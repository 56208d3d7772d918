//! Power draw estimates per component kind.
//!
//! These are heuristics: approximate wall power by instance family scaled
//! by size, a flat per-GB-month figure for storage, and small fixed draws
//! for request- and network-bound components. Results feed low-confidence
//! carbon estimates, tagged as such by the aggregator.

/// kWh consumed per GB-month of storage.
pub fn storage_kwh_per_gb_month() -> f64 {
    0.0001
}

/// Estimates kW draw for billable components.
pub struct PowerModel;

impl PowerModel {
    /// Average draw in kW for an instance type like `t3.medium`.
    pub fn instance_kw(instance_type: &str) -> f64 {
        let family_watts: &[(&str, f64)] = &[
            ("t2", 8.0),
            ("t3", 10.0),
            ("m5", 35.0),
            ("m6i", 40.0),
            ("c5", 45.0),
            ("c6i", 50.0),
            ("r5", 55.0),
            ("r6i", 60.0),
            ("i3", 80.0),
            ("p3", 300.0),
            ("p4", 400.0),
        ];

        let family = instance_type.split('.').next().unwrap_or(instance_type);
        let watts = family_watts
            .iter()
            .find(|(name, _)| *name == family)
            .map(|(_, watts)| *watts)
            .unwrap_or(20.0);

        watts * Self::size_multiplier(instance_type) / 1000.0
    }

    fn size_multiplier(instance_type: &str) -> f64 {
        let size = instance_type.split('.').nth(1).unwrap_or("");
        match size {
            "nano" => 0.25,
            "micro" => 0.5,
            "small" => 0.75,
            "medium" => 1.0,
            "large" => 2.0,
            "xlarge" => 4.0,
            "2xlarge" => 8.0,
            "4xlarge" => 16.0,
            "8xlarge" => 32.0,
            _ => 1.0,
        }
    }

    /// Draw for components without an instance type: a small fixed figure
    /// per kind of work.
    pub fn fixed_kw(service: &str) -> f64 {
        match service {
            "AmazonRDS" => 0.2,
            "AWSLambda" => 0.01,
            "AmazonVPC" | "ElasticLoadBalancing" => 0.02,
            _ => 0.05,
        }
    }
}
--- --- ---
## To do
The response must consist of all the data, reproduced without alteration.

## Task output
repository 56208d3d7772d918
//! Power draw estimates per component kind.
//!
//! These are heuristics: approximate wall power by instance family scaled
//! by size, a flat per-GB-month figure for storage, and small fixed draws
//! for request- and network-bound components. Results feed low-confidence
//! carbon estimates, tagged as such by the aggregator.

/// kWh consumed per GB-month of storage.
pub fn storage_kwh_per_gb_month() -> f64 {
    0.0001
}

/// Estimates kW draw for billable components.
pub struct PowerModel;

impl PowerModel {
    /// Average draw in kW for an instance type like `t3.medium`.
    pub fn instance_kw(instance_type: &str) -> f64 {
        let family_watts: &[(&str, f64)] = &[
            ("t2", 8.0),
            ("t3", 10.0),
            ("m5", 35.0),
            ("m6i", 40.0),
            ("c5", 45.0),
            ("c6i", 50.0),
            ("r5", 55.0),
            ("r6i", 60.0),
            ("i3", 80.0),
            ("p3", 300.0),
            ("p4", 400.0),
        ];

        let family = instance_type.split('.').next().unwrap_or(instance_type);
        let watts = family_watts
            .iter()
            .find(|(name, _)| *name == family)
            .map(|(_, watts)| *watts)
            .unwrap_or(20.0);

        watts * Self::size_multiplier(instance_type) / 1000.0
    }

    fn size_multiplier(instance_type: &str) -> f64 {
        let size = instance_type.split('.').nth(1).unwrap_or("");
        match size {
            "nano" => 0.25,
            "micro" => 0.5,
            "small" => 0.75,
            "medium" => 1.0,
            "large" => 2.0,
            "xlarge" => 4.0,
            "2xlarge" => 8.0,
            "4xlarge" => 16.0,
            "8xlarge" => 32.0,
            _ => 1.0,
        }
    }

    /// Draw for components without an instance type: a small fixed figure
    /// per kind of work.
    pub fn fixed_kw(service: &str) -> f64 {
        match service {
            "AmazonRDS" => 0.2,
            "AWSLambda" => 0.01,
            "AmazonVPC" | "ElasticLoadBalancing" => 0.02,
            _ => 0.05,
        }
    }
}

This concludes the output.